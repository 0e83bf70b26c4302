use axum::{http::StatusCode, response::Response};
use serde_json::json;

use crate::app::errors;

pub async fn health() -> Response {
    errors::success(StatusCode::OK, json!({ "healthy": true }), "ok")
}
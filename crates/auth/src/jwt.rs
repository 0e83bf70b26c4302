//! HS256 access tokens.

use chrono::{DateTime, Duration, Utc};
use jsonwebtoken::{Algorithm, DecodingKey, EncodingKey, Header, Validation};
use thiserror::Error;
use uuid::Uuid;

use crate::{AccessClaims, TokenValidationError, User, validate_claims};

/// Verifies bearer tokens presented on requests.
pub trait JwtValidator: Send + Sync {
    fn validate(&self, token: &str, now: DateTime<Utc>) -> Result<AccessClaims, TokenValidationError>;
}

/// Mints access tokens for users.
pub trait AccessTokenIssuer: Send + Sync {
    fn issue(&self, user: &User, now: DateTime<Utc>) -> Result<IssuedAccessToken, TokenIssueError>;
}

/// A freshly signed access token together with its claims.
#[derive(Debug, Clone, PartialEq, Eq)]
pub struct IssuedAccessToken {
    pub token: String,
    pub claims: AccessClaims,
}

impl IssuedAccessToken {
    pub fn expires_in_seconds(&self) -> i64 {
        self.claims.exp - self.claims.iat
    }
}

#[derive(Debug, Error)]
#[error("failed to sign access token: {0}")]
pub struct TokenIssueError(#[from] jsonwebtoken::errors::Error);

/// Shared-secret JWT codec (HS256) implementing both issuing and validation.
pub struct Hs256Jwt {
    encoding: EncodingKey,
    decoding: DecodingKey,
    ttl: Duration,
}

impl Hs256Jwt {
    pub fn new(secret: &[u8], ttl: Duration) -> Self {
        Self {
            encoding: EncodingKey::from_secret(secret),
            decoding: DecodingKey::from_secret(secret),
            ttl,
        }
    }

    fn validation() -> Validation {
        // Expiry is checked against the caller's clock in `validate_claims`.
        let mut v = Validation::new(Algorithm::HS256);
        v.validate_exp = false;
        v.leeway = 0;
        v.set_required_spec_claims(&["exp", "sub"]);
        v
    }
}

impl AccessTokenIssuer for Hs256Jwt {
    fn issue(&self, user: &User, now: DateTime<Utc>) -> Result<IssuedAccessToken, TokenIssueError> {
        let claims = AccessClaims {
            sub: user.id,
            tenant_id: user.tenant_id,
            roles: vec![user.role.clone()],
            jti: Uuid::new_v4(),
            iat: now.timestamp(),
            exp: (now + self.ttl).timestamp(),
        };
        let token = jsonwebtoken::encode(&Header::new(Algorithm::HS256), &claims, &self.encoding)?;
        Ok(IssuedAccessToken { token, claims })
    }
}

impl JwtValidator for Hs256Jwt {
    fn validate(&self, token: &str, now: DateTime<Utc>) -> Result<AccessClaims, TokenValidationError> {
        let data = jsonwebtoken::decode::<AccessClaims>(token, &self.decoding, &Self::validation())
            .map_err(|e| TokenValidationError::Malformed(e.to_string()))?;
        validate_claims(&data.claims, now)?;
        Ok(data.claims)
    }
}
■ ■ ■ ■ ■ ■ ■
__WHAT TO WORK ON__: Find the lines in the entries above where "trait" occurs, and copy each of them.

__WRITTEN ANSWER__:
pub trait JwtValidator: Send + Sync {
pub trait AccessTokenIssuer: Send + Sync {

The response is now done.